▶ What is being asked: Every line of the entries with the word "StatusCode" in it should be shown.

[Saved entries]
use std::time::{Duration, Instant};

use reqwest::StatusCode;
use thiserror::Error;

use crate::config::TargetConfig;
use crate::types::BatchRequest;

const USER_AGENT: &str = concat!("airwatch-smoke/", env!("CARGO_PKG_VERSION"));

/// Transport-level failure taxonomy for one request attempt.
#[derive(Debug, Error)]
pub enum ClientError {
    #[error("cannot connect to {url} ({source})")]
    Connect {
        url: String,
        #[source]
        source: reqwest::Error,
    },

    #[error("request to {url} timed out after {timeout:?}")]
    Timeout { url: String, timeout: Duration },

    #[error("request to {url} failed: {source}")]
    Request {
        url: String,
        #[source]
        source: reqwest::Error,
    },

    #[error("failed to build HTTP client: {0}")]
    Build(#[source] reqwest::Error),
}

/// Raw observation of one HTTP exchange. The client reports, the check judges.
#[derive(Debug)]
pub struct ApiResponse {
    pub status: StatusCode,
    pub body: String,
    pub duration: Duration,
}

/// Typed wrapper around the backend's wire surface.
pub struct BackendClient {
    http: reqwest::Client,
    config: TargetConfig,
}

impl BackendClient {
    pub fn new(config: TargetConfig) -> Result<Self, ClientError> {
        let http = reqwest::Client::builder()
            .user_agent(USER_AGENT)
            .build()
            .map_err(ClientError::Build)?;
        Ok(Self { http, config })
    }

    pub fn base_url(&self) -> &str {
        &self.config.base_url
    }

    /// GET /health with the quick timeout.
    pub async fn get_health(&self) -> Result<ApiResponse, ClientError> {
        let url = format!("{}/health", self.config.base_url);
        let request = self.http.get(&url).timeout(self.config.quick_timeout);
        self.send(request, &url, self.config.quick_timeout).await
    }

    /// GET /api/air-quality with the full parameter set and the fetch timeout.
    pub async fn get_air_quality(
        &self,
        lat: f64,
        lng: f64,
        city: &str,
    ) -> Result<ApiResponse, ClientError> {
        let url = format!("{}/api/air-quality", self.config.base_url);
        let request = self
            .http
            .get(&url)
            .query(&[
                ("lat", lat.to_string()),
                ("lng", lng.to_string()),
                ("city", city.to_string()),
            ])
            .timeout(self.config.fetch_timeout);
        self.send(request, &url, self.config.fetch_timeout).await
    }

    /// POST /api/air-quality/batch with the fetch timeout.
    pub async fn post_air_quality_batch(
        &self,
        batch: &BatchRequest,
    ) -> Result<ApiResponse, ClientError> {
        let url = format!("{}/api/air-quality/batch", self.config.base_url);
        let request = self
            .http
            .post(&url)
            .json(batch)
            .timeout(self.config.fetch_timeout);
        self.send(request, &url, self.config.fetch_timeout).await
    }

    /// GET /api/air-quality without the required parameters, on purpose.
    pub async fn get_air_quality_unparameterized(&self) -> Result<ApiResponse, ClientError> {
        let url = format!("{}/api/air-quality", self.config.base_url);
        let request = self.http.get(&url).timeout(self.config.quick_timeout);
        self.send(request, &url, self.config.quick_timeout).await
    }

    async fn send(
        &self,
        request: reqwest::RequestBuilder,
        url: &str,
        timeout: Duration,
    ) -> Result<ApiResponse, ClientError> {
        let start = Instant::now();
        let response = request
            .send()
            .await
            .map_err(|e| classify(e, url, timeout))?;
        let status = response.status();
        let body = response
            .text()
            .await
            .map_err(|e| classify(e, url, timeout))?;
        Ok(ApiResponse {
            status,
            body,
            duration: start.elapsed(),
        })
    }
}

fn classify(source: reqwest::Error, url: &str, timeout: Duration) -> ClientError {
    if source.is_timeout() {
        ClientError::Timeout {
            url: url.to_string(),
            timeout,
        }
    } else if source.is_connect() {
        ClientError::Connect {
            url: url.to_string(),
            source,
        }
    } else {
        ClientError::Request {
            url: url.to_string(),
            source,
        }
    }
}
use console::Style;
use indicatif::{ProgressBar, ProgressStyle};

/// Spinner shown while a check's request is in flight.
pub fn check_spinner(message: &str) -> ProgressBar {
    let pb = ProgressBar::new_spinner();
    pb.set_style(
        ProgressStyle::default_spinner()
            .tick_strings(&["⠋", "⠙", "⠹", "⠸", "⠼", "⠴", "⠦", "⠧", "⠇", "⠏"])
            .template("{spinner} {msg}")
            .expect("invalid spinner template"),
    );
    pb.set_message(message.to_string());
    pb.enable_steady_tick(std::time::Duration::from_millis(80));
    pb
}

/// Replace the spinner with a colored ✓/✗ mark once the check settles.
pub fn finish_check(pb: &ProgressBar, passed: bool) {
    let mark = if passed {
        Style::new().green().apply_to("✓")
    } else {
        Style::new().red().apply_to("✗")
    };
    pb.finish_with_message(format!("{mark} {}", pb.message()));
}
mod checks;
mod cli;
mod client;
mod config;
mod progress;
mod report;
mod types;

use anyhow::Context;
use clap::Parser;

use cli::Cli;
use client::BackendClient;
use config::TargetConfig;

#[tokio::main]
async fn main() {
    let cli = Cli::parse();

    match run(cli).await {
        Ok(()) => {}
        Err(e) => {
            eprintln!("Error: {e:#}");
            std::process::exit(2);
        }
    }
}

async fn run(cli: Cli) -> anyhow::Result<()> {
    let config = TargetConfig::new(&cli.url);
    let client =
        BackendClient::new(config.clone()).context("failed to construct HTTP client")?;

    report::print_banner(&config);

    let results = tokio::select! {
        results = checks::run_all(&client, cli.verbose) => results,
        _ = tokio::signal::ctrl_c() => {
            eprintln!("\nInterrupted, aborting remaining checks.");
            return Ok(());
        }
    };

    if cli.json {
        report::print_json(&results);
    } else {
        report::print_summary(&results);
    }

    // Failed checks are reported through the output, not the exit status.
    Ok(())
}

▶ Reply to the exercise:
use reqwest::StatusCode;
    pub status: StatusCode,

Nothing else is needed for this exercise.